What this task involves: List every line below containing "columns".

# # #

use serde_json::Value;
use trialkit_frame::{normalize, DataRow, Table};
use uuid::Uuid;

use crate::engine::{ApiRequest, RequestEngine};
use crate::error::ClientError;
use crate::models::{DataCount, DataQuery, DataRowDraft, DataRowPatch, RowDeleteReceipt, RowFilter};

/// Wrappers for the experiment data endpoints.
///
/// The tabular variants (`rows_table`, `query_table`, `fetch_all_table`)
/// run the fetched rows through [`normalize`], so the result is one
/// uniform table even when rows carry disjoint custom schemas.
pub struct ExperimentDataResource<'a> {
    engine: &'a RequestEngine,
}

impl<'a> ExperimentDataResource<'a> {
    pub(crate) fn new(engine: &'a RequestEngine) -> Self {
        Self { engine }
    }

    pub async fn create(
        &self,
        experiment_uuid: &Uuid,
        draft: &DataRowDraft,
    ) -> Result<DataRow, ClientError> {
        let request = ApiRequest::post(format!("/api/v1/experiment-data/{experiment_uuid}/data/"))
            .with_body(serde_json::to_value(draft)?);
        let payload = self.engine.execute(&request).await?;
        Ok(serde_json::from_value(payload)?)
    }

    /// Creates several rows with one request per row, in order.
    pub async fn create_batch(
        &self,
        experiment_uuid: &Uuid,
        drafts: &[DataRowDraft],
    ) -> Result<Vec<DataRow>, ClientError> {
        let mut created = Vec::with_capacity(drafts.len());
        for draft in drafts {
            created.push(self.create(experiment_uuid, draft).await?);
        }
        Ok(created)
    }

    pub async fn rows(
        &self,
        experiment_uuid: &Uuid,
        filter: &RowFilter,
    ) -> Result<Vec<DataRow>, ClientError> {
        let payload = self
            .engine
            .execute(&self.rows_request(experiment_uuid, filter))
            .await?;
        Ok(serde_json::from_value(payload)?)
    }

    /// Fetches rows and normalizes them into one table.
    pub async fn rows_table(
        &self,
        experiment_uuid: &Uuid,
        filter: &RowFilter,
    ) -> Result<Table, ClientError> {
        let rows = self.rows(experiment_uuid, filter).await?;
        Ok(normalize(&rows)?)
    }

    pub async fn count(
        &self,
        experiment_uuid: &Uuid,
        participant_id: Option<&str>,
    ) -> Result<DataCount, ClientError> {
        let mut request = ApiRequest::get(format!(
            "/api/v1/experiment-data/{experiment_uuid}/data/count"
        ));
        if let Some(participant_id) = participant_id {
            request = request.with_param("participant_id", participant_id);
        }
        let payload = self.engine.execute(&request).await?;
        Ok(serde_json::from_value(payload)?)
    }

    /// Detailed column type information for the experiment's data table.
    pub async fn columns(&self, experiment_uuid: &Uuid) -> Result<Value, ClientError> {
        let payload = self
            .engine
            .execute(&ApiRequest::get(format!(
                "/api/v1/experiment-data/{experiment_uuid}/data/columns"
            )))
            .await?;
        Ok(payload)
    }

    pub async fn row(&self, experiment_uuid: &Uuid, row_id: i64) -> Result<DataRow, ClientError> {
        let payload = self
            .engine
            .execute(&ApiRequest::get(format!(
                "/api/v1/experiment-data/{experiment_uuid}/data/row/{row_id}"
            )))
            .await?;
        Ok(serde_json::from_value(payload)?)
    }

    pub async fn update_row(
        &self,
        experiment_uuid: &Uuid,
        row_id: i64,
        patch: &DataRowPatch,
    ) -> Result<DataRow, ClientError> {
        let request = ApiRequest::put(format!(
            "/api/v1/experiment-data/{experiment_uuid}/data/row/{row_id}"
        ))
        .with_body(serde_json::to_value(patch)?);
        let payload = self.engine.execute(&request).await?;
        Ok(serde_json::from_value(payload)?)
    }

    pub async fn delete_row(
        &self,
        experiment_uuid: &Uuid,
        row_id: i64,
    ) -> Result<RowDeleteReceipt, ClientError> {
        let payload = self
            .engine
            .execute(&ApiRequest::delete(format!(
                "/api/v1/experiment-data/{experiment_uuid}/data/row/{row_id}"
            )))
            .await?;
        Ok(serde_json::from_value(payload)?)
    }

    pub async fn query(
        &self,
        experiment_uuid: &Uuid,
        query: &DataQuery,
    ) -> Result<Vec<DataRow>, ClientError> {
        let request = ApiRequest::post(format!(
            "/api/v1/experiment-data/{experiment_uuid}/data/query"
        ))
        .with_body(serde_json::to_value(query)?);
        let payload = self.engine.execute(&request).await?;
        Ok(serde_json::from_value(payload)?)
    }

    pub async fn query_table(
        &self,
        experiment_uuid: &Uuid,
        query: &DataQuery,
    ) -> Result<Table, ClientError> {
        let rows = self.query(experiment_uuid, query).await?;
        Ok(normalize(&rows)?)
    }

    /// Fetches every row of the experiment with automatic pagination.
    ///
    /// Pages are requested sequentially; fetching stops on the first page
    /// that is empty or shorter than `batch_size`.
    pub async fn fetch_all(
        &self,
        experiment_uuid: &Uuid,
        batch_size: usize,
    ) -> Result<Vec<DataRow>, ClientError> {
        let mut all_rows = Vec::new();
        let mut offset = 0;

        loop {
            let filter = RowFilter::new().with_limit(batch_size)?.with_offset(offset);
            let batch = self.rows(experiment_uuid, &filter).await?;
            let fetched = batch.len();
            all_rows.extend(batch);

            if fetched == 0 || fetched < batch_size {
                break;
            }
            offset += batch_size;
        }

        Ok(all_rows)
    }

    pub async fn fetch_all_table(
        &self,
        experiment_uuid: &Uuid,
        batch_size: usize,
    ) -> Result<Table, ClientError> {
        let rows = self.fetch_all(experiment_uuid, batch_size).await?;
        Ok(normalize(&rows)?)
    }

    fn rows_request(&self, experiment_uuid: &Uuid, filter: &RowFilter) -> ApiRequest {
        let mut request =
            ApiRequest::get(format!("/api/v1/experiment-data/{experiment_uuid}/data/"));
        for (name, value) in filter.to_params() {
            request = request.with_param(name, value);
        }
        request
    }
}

# # #

Response:
    pub async fn columns(&self, experiment_uuid: &Uuid) -> Result<Value, ClientError> {
                "/api/v1/experiment-data/{experiment_uuid}/data/columns"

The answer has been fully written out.